[Stored items]
Content starts
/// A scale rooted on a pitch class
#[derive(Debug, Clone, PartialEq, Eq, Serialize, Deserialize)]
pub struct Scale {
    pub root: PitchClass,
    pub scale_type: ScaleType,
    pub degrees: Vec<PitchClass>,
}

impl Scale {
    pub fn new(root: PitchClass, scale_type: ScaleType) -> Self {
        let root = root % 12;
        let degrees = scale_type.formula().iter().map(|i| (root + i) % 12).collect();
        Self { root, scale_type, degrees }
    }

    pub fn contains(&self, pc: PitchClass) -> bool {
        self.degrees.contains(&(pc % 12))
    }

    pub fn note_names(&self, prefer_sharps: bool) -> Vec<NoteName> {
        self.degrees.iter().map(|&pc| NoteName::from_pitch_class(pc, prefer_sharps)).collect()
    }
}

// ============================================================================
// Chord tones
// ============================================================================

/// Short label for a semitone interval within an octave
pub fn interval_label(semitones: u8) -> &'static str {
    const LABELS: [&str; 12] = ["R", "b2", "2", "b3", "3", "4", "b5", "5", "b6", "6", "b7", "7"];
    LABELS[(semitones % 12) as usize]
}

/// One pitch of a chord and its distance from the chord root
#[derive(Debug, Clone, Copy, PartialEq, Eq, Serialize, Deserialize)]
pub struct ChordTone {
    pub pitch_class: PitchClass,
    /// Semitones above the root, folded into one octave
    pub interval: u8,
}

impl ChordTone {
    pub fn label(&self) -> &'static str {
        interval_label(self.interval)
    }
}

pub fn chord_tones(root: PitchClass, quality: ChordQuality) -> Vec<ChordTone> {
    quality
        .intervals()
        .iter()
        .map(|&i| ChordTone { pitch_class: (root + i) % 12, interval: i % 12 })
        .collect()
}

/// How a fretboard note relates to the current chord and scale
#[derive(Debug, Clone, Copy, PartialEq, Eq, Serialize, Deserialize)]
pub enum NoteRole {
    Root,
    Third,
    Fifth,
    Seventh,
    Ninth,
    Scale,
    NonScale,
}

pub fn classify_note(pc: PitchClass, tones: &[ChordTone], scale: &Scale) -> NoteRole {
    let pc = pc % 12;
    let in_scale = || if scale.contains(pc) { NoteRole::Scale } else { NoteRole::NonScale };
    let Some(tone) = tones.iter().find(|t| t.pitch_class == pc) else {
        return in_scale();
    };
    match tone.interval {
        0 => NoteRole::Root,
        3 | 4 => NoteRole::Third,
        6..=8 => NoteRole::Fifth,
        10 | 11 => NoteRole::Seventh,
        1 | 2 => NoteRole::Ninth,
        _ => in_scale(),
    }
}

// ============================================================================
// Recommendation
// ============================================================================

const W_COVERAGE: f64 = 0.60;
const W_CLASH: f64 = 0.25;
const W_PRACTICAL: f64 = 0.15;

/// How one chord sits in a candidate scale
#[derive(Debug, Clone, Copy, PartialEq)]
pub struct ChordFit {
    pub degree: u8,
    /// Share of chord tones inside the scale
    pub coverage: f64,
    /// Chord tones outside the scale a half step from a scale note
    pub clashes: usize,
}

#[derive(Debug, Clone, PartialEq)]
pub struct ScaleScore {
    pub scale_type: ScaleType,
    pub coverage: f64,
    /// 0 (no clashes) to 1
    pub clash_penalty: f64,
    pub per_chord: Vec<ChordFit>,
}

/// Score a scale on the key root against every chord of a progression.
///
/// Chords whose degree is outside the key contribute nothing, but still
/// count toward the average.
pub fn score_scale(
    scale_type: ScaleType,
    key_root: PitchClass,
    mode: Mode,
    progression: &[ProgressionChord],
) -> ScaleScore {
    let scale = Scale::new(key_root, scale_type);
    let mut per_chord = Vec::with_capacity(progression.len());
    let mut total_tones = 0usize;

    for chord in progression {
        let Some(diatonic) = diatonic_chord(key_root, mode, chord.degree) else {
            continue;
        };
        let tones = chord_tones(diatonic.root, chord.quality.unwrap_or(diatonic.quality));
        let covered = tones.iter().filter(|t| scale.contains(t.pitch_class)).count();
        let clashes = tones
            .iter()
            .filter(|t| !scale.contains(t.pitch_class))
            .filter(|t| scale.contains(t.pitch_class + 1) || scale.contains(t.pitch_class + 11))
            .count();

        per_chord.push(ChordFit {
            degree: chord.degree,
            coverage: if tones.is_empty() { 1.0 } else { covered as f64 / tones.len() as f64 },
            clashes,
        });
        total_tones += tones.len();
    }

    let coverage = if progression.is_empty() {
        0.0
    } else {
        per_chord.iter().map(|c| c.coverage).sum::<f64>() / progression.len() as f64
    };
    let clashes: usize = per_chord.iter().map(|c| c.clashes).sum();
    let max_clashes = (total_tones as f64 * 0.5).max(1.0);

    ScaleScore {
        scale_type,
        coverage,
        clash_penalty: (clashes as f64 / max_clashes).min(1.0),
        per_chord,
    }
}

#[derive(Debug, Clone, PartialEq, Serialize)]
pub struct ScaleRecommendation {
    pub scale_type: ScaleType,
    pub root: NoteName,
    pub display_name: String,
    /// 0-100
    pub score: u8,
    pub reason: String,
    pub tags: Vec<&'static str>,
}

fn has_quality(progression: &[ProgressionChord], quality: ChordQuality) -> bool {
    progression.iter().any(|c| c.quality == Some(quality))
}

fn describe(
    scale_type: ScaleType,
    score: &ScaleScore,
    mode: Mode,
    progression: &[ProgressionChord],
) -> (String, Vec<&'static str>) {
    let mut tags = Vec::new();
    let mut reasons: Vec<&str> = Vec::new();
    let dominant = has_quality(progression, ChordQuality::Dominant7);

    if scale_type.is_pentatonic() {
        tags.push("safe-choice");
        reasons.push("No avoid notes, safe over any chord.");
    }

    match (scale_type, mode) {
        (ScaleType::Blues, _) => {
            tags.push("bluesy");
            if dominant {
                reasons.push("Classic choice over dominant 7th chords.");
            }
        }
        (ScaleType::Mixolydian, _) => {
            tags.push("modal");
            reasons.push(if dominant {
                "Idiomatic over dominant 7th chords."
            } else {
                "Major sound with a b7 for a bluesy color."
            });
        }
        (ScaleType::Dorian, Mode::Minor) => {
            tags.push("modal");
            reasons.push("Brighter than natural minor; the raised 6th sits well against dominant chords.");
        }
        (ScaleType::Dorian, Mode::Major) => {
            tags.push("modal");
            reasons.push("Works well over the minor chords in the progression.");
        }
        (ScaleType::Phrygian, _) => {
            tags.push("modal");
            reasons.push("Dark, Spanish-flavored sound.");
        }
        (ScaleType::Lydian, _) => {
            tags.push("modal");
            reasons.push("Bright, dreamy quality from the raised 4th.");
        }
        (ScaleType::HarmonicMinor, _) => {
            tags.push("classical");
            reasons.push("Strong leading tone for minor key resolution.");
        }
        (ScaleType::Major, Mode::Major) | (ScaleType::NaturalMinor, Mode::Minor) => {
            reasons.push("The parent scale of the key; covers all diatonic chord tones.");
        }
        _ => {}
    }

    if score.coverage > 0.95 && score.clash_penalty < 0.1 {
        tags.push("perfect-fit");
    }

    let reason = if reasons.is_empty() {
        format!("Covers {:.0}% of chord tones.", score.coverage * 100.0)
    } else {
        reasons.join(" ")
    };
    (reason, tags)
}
Content ends
Go through the data and copy every line that includes "LABELS".

### ANSWER SPACE
    const LABELS: [&str; 12] = ["R", "b2", "2", "b3", "3", "4", "b5", "5", "b6", "6", "b7", "7"];
    LABELS[(semitones % 12) as usize]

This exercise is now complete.